EXERCISE REQUIREMENTS: Each line of the records that includes "declarations" should be found and copied.

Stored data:
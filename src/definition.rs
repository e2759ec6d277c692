//! Enumeration definitions as data.
//!
//! An [`EnumDefinition`] carries everything the definition entry point
//! needs: type name, value policy, alias and implicit-only flags, and the
//! ordered member declarations. It can be stored as JSON or bincode and
//! turned into an enumeration with [`EnumDefinition::build`] or
//! [`EnumDefinition::define`].
//!
//! # JSON layout
//!
//! ```json
//! {
//!   "version": "0.1.0",
//!   "name": "Permission",
//!   "policy": "bits",
//!   "allow_aliases": false,
//!   "implicit_only": false,
//!   "members": [
//!     { "name": "read", "value": null },
//!     { "name": "write", "value": null },
//!     { "name": "read_write", "value": 3 }
//!   ]
//! }
//! ```
//!
//! # Example
//!
//! ```
//! use enumkit::{EnumDefinition, Result, ValuePolicy};
//!
//! # fn main() -> Result<()> {
//! let definition = EnumDefinition::<u32>::new("Status", ValuePolicy::FromOne)
//!     .member("active")
//!     .member("suspended")
//!     .member_with_value("deleted", 99);
//!
//! let json = definition.to_json()?;
//! let status = EnumDefinition::<u32>::from_json(&json)?.build()?;
//! assert_eq!(status.get_by_name("suspended")?.value(), &2);
//! assert_eq!(status.get_by_name("deleted")?.value(), &99);
//! # Ok(())
//! # }
//! ```

use crate::assigner::{PolicyValue, ValuePolicy};
use crate::builder::{Declaration, EnumBuilder};
use crate::{EnumValue, Enumeration, Result};
use serde::{Deserialize, Serialize};
use std::sync::Arc;

/// One declared member of a definition.
#[derive(Debug, Clone, Serialize, Deserialize, PartialEq)]
pub struct MemberDefinition<V> {
    /// Member (or alias) name
    pub name: String,
    /// Explicit value, or `None` to take the policy's next value
    pub value: Option<V>,
}

impl<V> From<MemberDefinition<V>> for Declaration<V> {
    fn from(member: MemberDefinition<V>) -> Self {
        match member.value {
            Some(value) => Declaration::Explicit(member.name, value),
            None => Declaration::Implicit(member.name),
        }
    }
}

/// Complete, serializable definition of an enumeration.
#[derive(Debug, Clone, Serialize, Deserialize, PartialEq)]
pub struct EnumDefinition<V> {
    /// Version of the crate that wrote the definition
    pub version: String,

    /// Type name of the enumeration
    pub name: String,

    /// Policy for members without explicit values
    #[serde(default)]
    pub policy: ValuePolicy,

    /// Accept duplicate values as aliases
    #[serde(default)]
    pub allow_aliases: bool,

    /// Reject explicit values
    #[serde(default)]
    pub implicit_only: bool,

    /// Members in declaration order
    #[serde(default = "Vec::new")]
    pub members: Vec<MemberDefinition<V>>,
}

impl<V> EnumDefinition<V> {
    /// Create an empty definition.
    pub fn new(name: impl Into<String>, policy: ValuePolicy) -> Self {
        Self {
            version: env!("CARGO_PKG_VERSION").to_string(),
            name: name.into(),
            policy,
            allow_aliases: false,
            implicit_only: false,
            members: Vec::new(),
        }
    }

    /// Set the alias policy.
    pub fn with_aliases(mut self, allow: bool) -> Self {
        self.allow_aliases = allow;
        self
    }

    /// Set implicit-only mode.
    pub fn with_implicit_only(mut self, implicit_only: bool) -> Self {
        self.implicit_only = implicit_only;
        self
    }

    /// Append a member taking its value from the policy.
    pub fn member(mut self, name: impl Into<String>) -> Self {
        self.members.push(MemberDefinition {
            name: name.into(),
            value: None,
        });
        self
    }

    /// Append a member with an explicit value.
    pub fn member_with_value(mut self, name: impl Into<String>, value: V) -> Self {
        self.members.push(MemberDefinition {
            name: name.into(),
            value: Some(value),
        });
        self
    }
}

impl<V: EnumValue + PolicyValue> EnumDefinition<V> {
    /// Prepare a builder with every declaration of this definition.
    pub fn builder(&self) -> Result<EnumBuilder<V>> {
        let mut builder = EnumBuilder::with_policy(self.name.clone(), self.policy)
            .allow_aliases(self.allow_aliases)
            .implicit_only(self.implicit_only);
        builder.declare_all(self.members.iter().cloned())?;
        Ok(builder)
    }

    /// Build the enumeration described by this definition.
    pub fn build(&self) -> Result<Enumeration<V>> {
        self.builder()?.build()
    }

    /// Build the enumeration and register it globally.
    pub fn define(&self) -> Result<Arc<Enumeration<V>>> {
        self.builder()?.define()
    }
}

impl<V> EnumDefinition<V>
where
    V: Serialize + for<'de> Deserialize<'de>,
{
    /// Serialize to JSON string.
    pub fn to_json(&self) -> Result<String> {
        Ok(serde_json::to_string_pretty(self)?)
    }

    /// Deserialize from JSON string.
    pub fn from_json(json: &str) -> Result<Self> {
        Ok(serde_json::from_str(json)?)
    }

    /// Serialize to binary (bincode).
    pub fn to_binary(&self) -> Result<Vec<u8>> {
        Ok(bincode::serialize(self)?)
    }

    /// Deserialize from binary (bincode).
    pub fn from_binary(data: &[u8]) -> Result<Self> {
        Ok(bincode::deserialize(data)?)
    }
}
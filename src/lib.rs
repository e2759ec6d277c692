//! Enumkit - declarative enumerations with automatic values.
//!
//! Enumkit builds immutable enumerations from an ordered list of member
//! names, assigning values automatically where none are given, detecting
//! accidental duplicate values, and offering lookup by name or by value.
//!
//! # Key Characteristics
//!
//! - Pluggable value policies: names, counters, bit flags, or custom closures
//! - Duplicate values rejected, or accepted as aliases when requested
//! - One canonical instance per member, compared by identity
//! - Persistence by `(type name, member name)` that restores the same instance
//!
//! # Architecture
//!
//! - **Value Assigner** ([`assigner`]): stateful policies producing implicit values
//! - **Builder** ([`builder`]): turns declarations into an [`Enumeration`]
//! - **Enumeration** ([`enumeration`]): immutable name/value registry with `resolve`
//! - **Registry** ([`registry`]): constructed enumerations by type name, for persistence
//! - **Definitions** ([`definition`]): enumerations described as JSON / bincode data
//!
//! # Examples
//!
//! ## Names as values
//!
//! ```
//! use enumkit::{EnumBuilder, Names};
//!
//! let mut builder = EnumBuilder::<String>::new("Colour", Names);
//! builder.declare_all(["red", "green", "blue"]).unwrap();
//! let colour = builder.build().unwrap();
//!
//! let items: Vec<(&str, &str)> = colour
//!     .iter_items()
//!     .map(|(name, value)| (name, value.as_str()))
//!     .collect();
//! assert_eq!(items, vec![("red", "red"), ("green", "green"), ("blue", "blue")]);
//! ```
//!
//! ## Bit flags with a composite member
//!
//! ```
//! use enumkit::{Bits, EnumBuilder};
//!
//! let mut builder = EnumBuilder::<u64>::new("Style", Bits::new());
//! builder.declare_all(["bold", "italic", "underline"]).unwrap();
//! builder.declare(("bold_italic", 1 | 2)).unwrap();
//! let style = builder.build().unwrap();
//!
//! assert_eq!(style.combine(["italic", "underline"]).unwrap(), 6);
//! assert_eq!(style.get_by_value(&3).unwrap().name(), "bold_italic");
//! ```
//!
//! ## Aliases
//!
//! ```
//! use enumkit::{Enumeration, Explicit};
//!
//! let answer = Enumeration::<u8>::build("Answer", [("yes", 1), ("no", 0), ("aye", 1)], Explicit, true)
//!     .unwrap();
//! assert_eq!(answer.len(), 2);
//! assert_eq!(answer.get_by_name("aye").unwrap().name(), "yes");
//! ```
//!
//! # Thread Safety
//!
//! Construction is a single-threaded, one-time step. Built enumerations are
//! never mutated, so they can be shared between threads without locking.
//! [`LazyEnumeration`] builds statics at most once under concurrent first use.
//!
//! # Logging
//!
//! Construction and registration are reported through `tracing` at `debug`
//! and `trace` level. The crate installs no subscriber.

// Module declarations
pub mod assigner;
pub mod builder;
pub mod definition;
pub mod enumeration;
pub mod error;
pub mod lazy;
pub mod member;
pub mod registry;

// Re-exports for convenient access
pub use assigner::{Bits, Counter, Explicit, Names, PolicyValue, ValueAssigner, ValuePolicy};
pub use builder::{Declaration, EnumBuilder};
pub use definition::{EnumDefinition, MemberDefinition};
pub use enumeration::{Enumeration, Lookup};
pub use error::{EnumError, Result};
pub use lazy::LazyEnumeration;
pub use member::{EnumId, EnumValue, Member, MemberKey, MemberRef};
pub use registry::Registry;

/// Version information
pub const VERSION: &str = env!("CARGO_PKG_VERSION");

/// Library name
pub const NAME: &str = "Enumkit";

/// Get version string
pub fn version() -> String {
    format!("{} v{}", NAME, VERSION)
}
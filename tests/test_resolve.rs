//! Integration tests for `Enumeration::resolve`.
//!
//! Tests the reconciliation of name / value / member arguments:
//! - Re-validating an existing member
//! - Single-key lookups
//! - Cross-checking a name/value pair

use enumkit::{Counter, EnumError, Enumeration, Explicit, Lookup, MemberRef, Result};

fn weekday() -> Enumeration<u8> {
    Enumeration::build(
        "Weekday",
        ["monday", "tuesday", "wednesday", "thursday", "friday"],
        Counter::from_one(),
        false,
    )
    .unwrap()
}

#[test]
fn test_resolve_is_identity_for_every_member() -> Result<()> {
    let weekday = weekday();
    for member in weekday.iter_members() {
        let resolved = weekday.resolve(Some(Lookup::Name(member.name())), Some(member.value()))?;
        assert!(MemberRef::ptr_eq(resolved, member));
    }
    Ok(())
}

#[test]
fn test_resolve_existing_member() -> Result<()> {
    let weekday = weekday();
    let friday = weekday.get_by_name("friday")?;

    assert!(MemberRef::ptr_eq(weekday.resolve(Some(friday.into()), None)?, friday));
    assert!(MemberRef::ptr_eq(
        weekday.resolve(Some(friday.into()), Some(&5))?,
        friday
    ));
    assert!(matches!(
        weekday.resolve(Some(friday.into()), Some(&4)),
        Err(EnumError::InconsistentArguments { .. })
    ));
    Ok(())
}

#[test]
fn test_resolve_single_keys() -> Result<()> {
    let weekday = weekday();
    assert_eq!(weekday.resolve(None, Some(&3))?.name(), "wednesday");
    assert_eq!(*weekday.resolve(Some("thursday".into()), None)?.value(), 4);

    assert!(matches!(
        weekday.resolve(None, Some(&9)),
        Err(EnumError::ValueNotFound { .. })
    ));
    assert!(matches!(
        weekday.resolve(Some(Lookup::Name("sunday")), None),
        Err(EnumError::NameNotFound { .. })
    ));
    Ok(())
}

#[test]
fn test_resolve_mismatched_pair() {
    let weekday = weekday();
    let err = weekday
        .resolve(Some(Lookup::Name("monday")), Some(&2))
        .unwrap_err();
    match err {
        EnumError::InconsistentArguments { name, value, .. } => {
            assert_eq!(name, "\"monday\"");
            assert_eq!(value, "2");
        }
        other => panic!("unexpected error: {}", other),
    }
}

#[test]
fn test_resolve_pair_with_unknown_half() {
    let weekday = weekday();
    assert!(matches!(
        weekday.resolve(Some(Lookup::Name("sunday")), Some(&1)),
        Err(EnumError::InconsistentArguments { .. })
    ));
    assert!(matches!(
        weekday.resolve(Some(Lookup::Name("monday")), Some(&42)),
        Err(EnumError::InconsistentArguments { .. })
    ));
}

#[test]
fn test_resolve_nothing() {
    let weekday = weekday();
    assert!(matches!(
        weekday.resolve(None, None),
        Err(EnumError::InconsistentArguments { .. })
    ));
}

#[test]
fn test_resolve_alias_pair() -> Result<()> {
    let answer = Enumeration::<u8>::build("Answer", [("yes", 1), ("no", 0), ("aye", 1)], Explicit, true)?;
    let yes = answer.get_by_name("yes")?;
    assert!(MemberRef::ptr_eq(
        answer.resolve(Some(Lookup::Name("aye")), Some(&1))?,
        yes
    ));
    Ok(())
}

#[test]
fn test_resolve_rejects_member_of_other_enumeration() -> Result<()> {
    let ours = weekday();
    let theirs = weekday();
    let monday = theirs.get_by_name("monday")?;

    let err = ours.resolve(Some(monday.into()), None).unwrap_err();
    match err {
        EnumError::InconsistentArguments { name, value, .. } => {
            assert_eq!(name, "Weekday.monday");
            assert_eq!(value, "None");
        }
        other => panic!("unexpected error: {}", other),
    }
    Ok(())
}
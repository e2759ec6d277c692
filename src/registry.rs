//! Registry of constructed enumerations, keyed by type name.
//!
//! Persisting a member writes its [`MemberKey`] (type name and member name),
//! which is only allowed for members of the enumeration registered globally
//! under that type name.
//! Restoring it routes the key back through the registry and
//! [`Enumeration::resolve`], so the result is the very same canonical
//! instance that was persisted, not merely an equal copy.
//!
//! # Example
//!
//! ```
//! use enumkit::{EnumBuilder, MemberRef, Names, Result};
//!
//! # fn main() -> Result<()> {
//! let mut builder = EnumBuilder::<String>::new("DocSuit", Names);
//! builder.declare_all(["hearts", "spades"])?;
//! let suit = builder.define()?;
//!
//! let spades = suit.get_by_name("spades")?;
//! let json = serde_json::to_string(spades)?;
//! let restored: MemberRef<String> = serde_json::from_str(&json)?;
//! assert!(MemberRef::ptr_eq(spades, &restored));
//! # Ok(())
//! # }
//! ```

use crate::enumeration::Lookup;
use crate::member::{EnumId, MemberKey, MemberRef};
use crate::{EnumError, EnumValue, Enumeration, Result};
use once_cell::sync::Lazy;
use parking_lot::RwLock;
use serde::{de, ser};
use serde::{Deserialize, Deserializer, Serialize, Serializer};
use std::any::Any;
use std::collections::HashMap;
use std::sync::Arc;
use tracing::debug;

struct Entry {
    id: EnumId,
    enumeration: Arc<dyn Any + Send + Sync>,
}

static GLOBAL: Lazy<Registry> = Lazy::new(Registry::new);

/// Thread-safe map from type name to constructed enumeration.
///
/// Enumerations of different value types live side by side; the value type
/// is checked when an enumeration is fetched back out.
#[derive(Default)]
pub struct Registry {
    entries: RwLock<HashMap<String, Entry>>,
}

impl Registry {
    /// Create an empty, scope-local registry.
    pub fn new() -> Self {
        Self::default()
    }

    /// The process-wide registry used for member persistence.
    pub fn global() -> &'static Registry {
        &GLOBAL
    }

    /// Take ownership of `enumeration` and make it reachable by type name.
    ///
    /// # Errors
    ///
    /// Returns `DuplicateEnumeration` if the type name is already taken.
    pub fn register<V: EnumValue>(&self, enumeration: Enumeration<V>) -> Result<Arc<Enumeration<V>>> {
        let mut entries = self.entries.write();
        if entries.contains_key(enumeration.type_name()) {
            return Err(EnumError::DuplicateEnumeration(
                enumeration.type_name().to_string(),
            ));
        }

        let enumeration = Arc::new(enumeration);
        let entry = Entry {
            id: enumeration.id(),
            enumeration: enumeration.clone(),
        };
        entries.insert(enumeration.type_name().to_string(), entry);
        debug!("registered enumeration {}", enumeration.type_name());
        Ok(enumeration)
    }

    /// Fetch a registered enumeration.
    ///
    /// # Errors
    ///
    /// - `UnknownEnumeration` if nothing is registered under `type_name`
    /// - `ValueTypeMismatch` if its values are not of type `V`
    pub fn get<V: EnumValue>(&self, type_name: &str) -> Result<Arc<Enumeration<V>>> {
        let entry = self
            .entries
            .read()
            .get(type_name)
            .map(|entry| Arc::clone(&entry.enumeration))
            .ok_or_else(|| EnumError::UnknownEnumeration(type_name.to_string()))?;

        entry
            .downcast::<Enumeration<V>>()
            .map_err(|_| EnumError::ValueTypeMismatch {
                enumeration: type_name.to_string(),
                expected: std::any::type_name::<V>(),
            })
    }

    /// Restore the canonical member a persisted key refers to.
    pub fn resolve_key<V: EnumValue>(&self, key: &MemberKey) -> Result<MemberRef<V>> {
        let enumeration = self.get::<V>(&key.enumeration)?;
        let member = enumeration.resolve(Some(Lookup::Name(&key.name)), None)?;
        Ok(member.clone())
    }

    /// Whether the enumeration registered under `type_name` is the one with `id`.
    pub fn holds(&self, type_name: &str, id: EnumId) -> bool {
        self.entries
            .read()
            .get(type_name)
            .map_or(false, |entry| entry.id == id)
    }

    /// Whether an enumeration is registered under `type_name`.
    pub fn contains(&self, type_name: &str) -> bool {
        self.entries.read().contains_key(type_name)
    }

    /// Registered type names, sorted.
    pub fn type_names(&self) -> Vec<String> {
        let mut names: Vec<String> = self.entries.read().keys().cloned().collect();
        names.sort();
        names
    }

    /// Number of registered enumerations.
    pub fn len(&self) -> usize {
        self.entries.read().len()
    }

    /// Whether no enumeration is registered.
    pub fn is_empty(&self) -> bool {
        self.entries.read().is_empty()
    }
}

/// Only members of an enumeration held by the global registry are written,
/// so every persisted key restores the member it was taken from.
impl<V> Serialize for MemberRef<V> {
    fn serialize<S: Serializer>(&self, serializer: S) -> std::result::Result<S::Ok, S::Error> {
        if !Registry::global().holds(self.type_name(), self.enumeration_id()) {
            return Err(ser::Error::custom(EnumError::NotPersistable {
                enumeration: self.type_name().to_string(),
                name: self.name().to_string(),
            }));
        }
        self.key().serialize(serializer)
    }
}

impl<'de, V: EnumValue> Deserialize<'de> for MemberRef<V> {
    fn deserialize<D: Deserializer<'de>>(deserializer: D) -> std::result::Result<Self, D::Error> {
        let key = MemberKey::deserialize(deserializer)?;
        Registry::global().resolve_key(&key).map_err(de::Error::custom)
    }
}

SOLUTION FOR THIS PROBLEM:
//! ordered member declarations. It can be stored as JSON or bincode and
//! - **Builder** ([`builder`]): turns declarations into an [`Enumeration`]
// Module declarations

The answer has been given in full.